The physical exposure is obvious but I don’t think most people, unless they have been pregnant or have had a serious medical issue, can fully appreciate it. You’re asked to be naked all of the time or in the case of a breast cancer patient, half-naked all of the time. You get handled, prodded, squished, injected with radiation, pierced with needles and wires, sliced open, and flooded with chemical warfare. I’ve met so many O.R. nurses while climbing onto an operating table in a flimsy gown, only seeing the hazy outline of their faces because I am so near sighted without my glasses. During four surgeries, while unconscious, adhesive electrodes were placed on the front and back of my torso. A part of every first shower following surgery was finding one or two that were left behind. In addition to the bandages, drains, and incisions, this was another reminder of the way my body was cut, pasted, and manipulated while I was unconscious.

Emotionally, I have been vulnerable and scared in front of so many strangers, wonderful strangers, the healthcare providers from whom I have received my assessment and treatment. Many of them are strangers no more but there are a number of folks whom I’ve met only once.ย  Walking in with my husband to the Swedish Cancer Institute for the first time, just my being there broadcasted the very private information that I had cancer. Before I even handed over my insurance card or gave the patient coordinator my name, she knew that I have cancer because I was at the Women’s Cancer Clinic. Everyone in the waiting room knew, too, if they happen to notice me. The second scariest thing about my life (told you, parenting is scarier), a very private matter was revealed to so many whether I wanted it to be or not.

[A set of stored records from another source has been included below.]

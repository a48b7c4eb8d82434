use chrono::Utc;
use payhook_core::AppState;
use std::sync::Arc;
use std::time::Duration;
use tokio::time::interval;
use tracing::{debug, error, info};

const HOURLY_PRUNE_INTERVAL: Duration = Duration::from_secs(60 * 60);

pub fn spawn_background_tasks(state: Arc<AppState>) {
    // An idempotency record only guards redeliveries of a live event; past
    // the retention window the event cannot recur, so the record is dead
    // weight.
    tokio::spawn(async move {
        info!("Starting hourly idempotency retention task");
        prune_idempotency_records(state).await;
    });

    info!("Background maintenance tasks spawned");
}

async fn prune_idempotency_records(state: Arc<AppState>) {
    let mut interval = interval(HOURLY_PRUNE_INTERVAL);
    interval.tick().await;

    loop {
        interval.tick().await;

        let cutoff =
            Utc::now() - chrono::Duration::hours(state.config.limit_details.dedup_retention_hours);

        match state.stores.dedup.prune_older_than(cutoff).await {
            Ok(0) => debug!("No expired idempotency records"),
            Ok(n) => info!("Removed {} idempotency records", n),
            Err(e) => error!("Idempotency retention failed: {}", e),
        }
    }
}
pub mod allowlist_details;
pub mod gateway_details;
pub mod limit_details;
pub mod operator_details;

use crate::models::config::allowlist_details::AllowlistInfo;
use crate::models::config::gateway_details::GatewayInfo;
use crate::models::config::limit_details::LimitInfo;
use crate::models::config::operator_details::OperatorInfo;
use eyre::Report;
use std::env;
use std::str::FromStr;

#[derive(Debug, Clone, Copy, PartialEq, Eq)]
pub enum AppEnv {
    Production,
    Development,
    Test,
}

impl FromStr for AppEnv {
    type Err = std::convert::Infallible;

    fn from_str(s: &str) -> Result<Self, Self::Err> {
        Ok(match s.to_ascii_lowercase().as_str() {
            "production" | "prod" => AppEnv::Production,
            "test" => AppEnv::Test,
            _ => AppEnv::Development,
        })
    }
}

impl AppEnv {
    pub fn from_env() -> Self {
        env::var("APP_ENV")
            .unwrap_or_default()
            .parse()
            .unwrap_or(AppEnv::Development)
    }

    pub fn is_production(self) -> bool {
        matches!(self, AppEnv::Production)
    }
}

#[derive(Debug, Clone)]
pub struct AppConfig {
    pub environment: AppEnv,

    pub gateway_details: GatewayInfo,

    pub allowlist_details: AllowlistInfo,

    pub limit_details: LimitInfo,

    pub operator_details: OperatorInfo,
}

impl AppConfig {
    pub fn from_env() -> Result<Self, Report> {
        Ok(Self {
            environment: AppEnv::from_env(),

            gateway_details: GatewayInfo::new(),

            allowlist_details: AllowlistInfo::new()?,

            limit_details: LimitInfo::new()?,

            operator_details: OperatorInfo::new()?,
        })
    }
}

As you know, I am child/adolescent psychologist with a private practice. At the time of my diagnosis I was booked out for three months. I didn’t know my treatment plan except that I would have at least one surgery and probably take tamoxifen. I didn’t know whether I would have radiation treatment or chemotherapy. I knew very little about the logistics of my life and how they would impact my practice.

I don’t know about you, but if I wait three months for a doctor’s appointment, I don’t really like it to be cancelled at the last minute. And I particularly wouldn’t want to reschedule for another couple of months only for it to be cancelled again. I figured that the families of my patients would feel the same and if I appeared to flake out on them, not only would the needed services be delayed, but my reputation could be harmed. I am a small business owner. A bad reputation threatens my livelihood.

After talking with my colleagues in my psychologist consulting group, I decided that I needed to tell the parents of my patients something. (As an aside, this group, along with my own psychologist, helped me continually assess whether my illness or the stress surrounding it were significantly impacting my competence, in which case I would have to transfer all or a portion of my caseload, as is required by law.) I initially decided to tell the parents that I had “a serious but treatable medical issue.” I tried this a couple of times and the acute anxiety in the faces of the parents was rather distressing to me. So I ended up telling parents that I had breast cancer, a very good prognosis, and as much detail about how it would impact my schedule as I knew. That actually worked a lot better. Fearing that some parents would under-report issues to avoid burdening me, I also told them that they had to tell me if they were not able to get from me what they needed so that I could refer them elsewhere.ย  Since I do a lot of assessment, it meant telling people I’d not even met about my health. I wanted to them a chance to schedule with someone else if they didn’t want to take the chance that I would be unavailable. Fortunately, out of about 18 assessments, I only needed to refer one family. I was able to carry off all of the others, many of them during the month between my diagnosis and my first surgery. As a frame of reference, for the type of assessments I do, completing two per week is considered a lot and I was writing about three reports per week during that month. (I’m getting a little off topic but I am kind of amazed that I was able to pull that off.)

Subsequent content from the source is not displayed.